# Which Motobecane is Right for Me?



## Deepsouth (Nov 14, 2008)

I'm looking to purchases a bike from bikesdirect or sportymamabikes and I'm wondering which one to buy. I'm a total newbie when it comes to bikes. I want to get a bike that is reasonably priced, but one that is also good enough quality to do triathlons. I was wondering what bike would be a good choice for an entry level price that I could upgrade later if need be. Money is a concern, but If I had to spend a few hundred more to get a superior bike then I'm willing to do that. I'm currently considering the following bikes.

2009 Motobecane Mirage Sport Road Bike 
http://www.bikesdirect.com/products/motobecane/miragesport.htm
Great price, seems exactly like the trek 1.2, but may not hold me for any length of time and it may not be worth upgrading components in the long run on that frame.

Motobecane Mirage Pro
http://www.bikesdirect.com/products/motobecane/mirage_pro09.htm
This is a nice bike and the aero bar would be nice to have. Not crazy about the color though.

Motobecane Vent Noir
http://www.bikesdirect.com/products/motobecane/ventnoir.htm
Great looking bike, but not sure I would like the $800 price tag.


Motobecane Immortal Pro
http://www.bikesdirect.com/products/motobecane/immortalpro_08.htm
Nice bike, but I'm a bit worried about the price. Seems like alot to spend without knowing if I would like the bike in person.

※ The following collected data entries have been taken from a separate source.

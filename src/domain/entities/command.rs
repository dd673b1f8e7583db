use super::Privilege;
use chrono::{DateTime, Duration, Utc};
use std::collections::BTreeMap;
use std::fmt;
use std::str::FromStr;

/// Default cooldown applied when a command is created without one
pub const DEFAULT_COOLDOWN: u64 = 5;

/// Longest accepted cooldown, one year in seconds
pub const MAX_COOLDOWN: u64 = 365 * 24 * 60 * 60;

/// A chat command whose response is a template that may mention modules
#[derive(Debug, Clone, PartialEq, Eq)]
pub struct Command {
    pub name: String,
    /// Cooldown in seconds
    pub cooldown: u64,
    pub privilege: Privilege,
    /// Hidden commands are left out of generic listings
    pub hidden: bool,
    pub response: String,
    pub last_used: Option<DateTime<Utc>>,
}

impl Command {
    pub fn new(name: impl Into<String>, response: impl Into<String>) -> Self {
        Self {
            name: name.into(),
            cooldown: DEFAULT_COOLDOWN,
            privilege: Privilege::User,
            hidden: false,
            response: response.into(),
            last_used: None,
        }
    }

    pub fn with_cooldown(mut self, seconds: u64) -> Self {
        self.cooldown = seconds;
        self
    }

    pub fn with_privilege(mut self, privilege: Privilege) -> Self {
        self.privilege = privilege;
        self
    }

    pub fn hidden(mut self, hidden: bool) -> Self {
        self.hidden = hidden;
        self
    }

    /// Whether the command was last used less than `cooldown` seconds before `now`
    ///
    /// A cooldown too large to represent keeps the command on cooldown.
    pub fn on_cooldown(&self, now: DateTime<Utc>) -> bool {
        let Some(last) = self.last_used else {
            return false;
        };
        match i64::try_from(self.cooldown).ok().and_then(Duration::try_seconds) {
            Some(cooldown) => now.signed_duration_since(last) < cooldown,
            None => true,
        }
    }

    /// Seconds left before the command may run again
    pub fn cooldown_remaining(&self, now: DateTime<Utc>) -> i64 {
        let cooldown = i64::try_from(self.cooldown).unwrap_or(i64::MAX);
        self.last_used
            .map(|last| cooldown.saturating_sub(now.signed_duration_since(last).num_seconds()))
            .unwrap_or(0)
            .max(0)
    }
}

/// Editable command fields
#[derive(Debug, Clone, Copy, PartialEq, Eq)]
pub enum CommandField {
    Cooldown,
    Response,
    Privilege,
    Hidden,
}

impl CommandField {
    pub fn as_str(&self) -> &'static str {
        match self {
            CommandField::Cooldown => "cooldown",
            CommandField::Response => "response",
            CommandField::Privilege => "privilege",
            CommandField::Hidden => "hidden",
        }
    }
}

impl fmt::Display for CommandField {
    fn fmt(&self, f: &mut fmt::Formatter<'_>) -> fmt::Result {
        f.write_str(self.as_str())
    }
}

impl FromStr for CommandField {
    type Err = String;

    fn from_str(s: &str) -> Result<Self, Self::Err> {
        match s.to_lowercase().as_str() {
            "cooldown" | "cd" => Ok(CommandField::Cooldown),
            "response" | "res" => Ok(CommandField::Response),
            "privilege" | "priv" | "requires_mod" | "mod" => Ok(CommandField::Privilege),
            "hidden" | "hide" => Ok(CommandField::Hidden),
            _ => Err(s.to_string()),
        }
    }
}

/// Command registry, ordered by name
#[derive(Debug, Default, Clone)]
pub struct CommandRegistry {
    commands: BTreeMap<String, Command>,
}

impl CommandRegistry {
    pub fn new() -> Self {
        Self::default()
    }

    /// Insert or replace a command, returning the replaced one
    pub fn register(&mut self, command: Command) -> Option<Command> {
        self.commands.insert(command.name.clone(), command)
    }

    pub fn remove(&mut self, name: &str) -> Option<Command> {
        self.commands.remove(name)
    }

    pub fn get(&self, name: &str) -> Option<&Command> {
        self.commands.get(name)
    }

    pub fn get_mut(&mut self, name: &str) -> Option<&mut Command> {
        self.commands.get_mut(name)
    }

    pub fn contains(&self, name: &str) -> bool {
        self.commands.contains_key(name)
    }

    pub fn all(&self) -> impl Iterator<Item = &Command> {
        self.commands.values()
    }

    pub fn len(&self) -> usize {
        self.commands.len()
    }

    pub fn is_empty(&self) -> bool {
        self.commands.is_empty()
    }
}

#[cfg(test)]
mod tests {
    use super::*;

    #[test]
    fn test_cooldown_window() {
        let now = Utc::now();
        let mut cmd = Command::new("hi", "hello").with_cooldown(10);
        assert!(!cmd.on_cooldown(now));

        cmd.last_used = Some(now);
        assert!(cmd.on_cooldown(now + Duration::seconds(9)));
        assert!(!cmd.on_cooldown(now + Duration::seconds(10)));
        assert_eq!(cmd.cooldown_remaining(now + Duration::seconds(4)), 6);
    }

    #[test]
    fn test_huge_cooldown_stays_on_cooldown() {
        let now = Utc::now();
        let mut cmd = Command::new("big", "hello").with_cooldown(u64::MAX);
        cmd.last_used = Some(now);

        assert!(cmd.on_cooldown(now + Duration::days(1)));
        assert_eq!(cmd.cooldown_remaining(now), i64::MAX);

        cmd.cooldown = 10_000_000_000_000_000;
        assert!(cmd.on_cooldown(now + Duration::seconds(1)));
    }

    #[test]
    fn test_zero_cooldown_never_blocks() {
        let now = Utc::now();
        let mut cmd = Command::new("hi", "hello").with_cooldown(0);
        cmd.last_used = Some(now);
        assert!(!cmd.on_cooldown(now));
    }

    #[test]
    fn test_field_aliases() {
        assert_eq!("cd".parse::<CommandField>(), Ok(CommandField::Cooldown));
        assert_eq!("requires_mod".parse::<CommandField>(), Ok(CommandField::Privilege));
        assert!("name".parse::<CommandField>().is_err());
    }

    #[test]
    fn test_registry_upsert() {
        let mut registry = CommandRegistry::new();
        assert!(registry.register(Command::new("a", "one")).is_none());
        let old = registry.register(Command::new("a", "two")).unwrap();
        assert_eq!(old.response, "one");
        assert_eq!(registry.len(), 1);
        assert_eq!(registry.get("a").unwrap().response, "two");
    }
}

Please tell me what you all think.


----------



## Deepsouth (Nov 14, 2008)

Sorry to reply to my own post, but I was letting you know that I decided to cross out the two mercier bikes. I understand that they are the same bikes as the moto, but I like the moto name better.


----------



## Peanya (Jun 12, 2008)

The Windsor Knight is one of their better values. It's got much better components and is strong and durable. The only thing I could think of to upgrade fairly soon would be the brake pads. Other than that, it's a great value. 
Since you're starting out, any of those would work if those are your choices. I'd pass on the Mirage sport at least. The Immortal is very nice, but for a beginner, I'd say wait until you fall in love with riding.
EDIT: Oh, my personal favorite bike on their site is the Serpens 853... heck of a bike. I'd buy one if I had the cash...


----------



## Deepsouth (Nov 14, 2008)

Thanks for the reply. I like the Windsor Knight, but I think that I would probably just pay a few hundred more and go for the Immortal. I'm thinking that the Vent Noir would probably be my cut off point ($800) if I'm going with a mid level or lower bike. Why would you not recommend the Mirage sport? What do you think about the Mirage Pro?


----------



## Deepsouth (Nov 14, 2008)

I ended up going with the Vent Noir. I ordered it yesterday, so it should probably be here in a week or so. I will ride this for a few months and If I like it then I may get the Motobecane Triathlon bike.


----------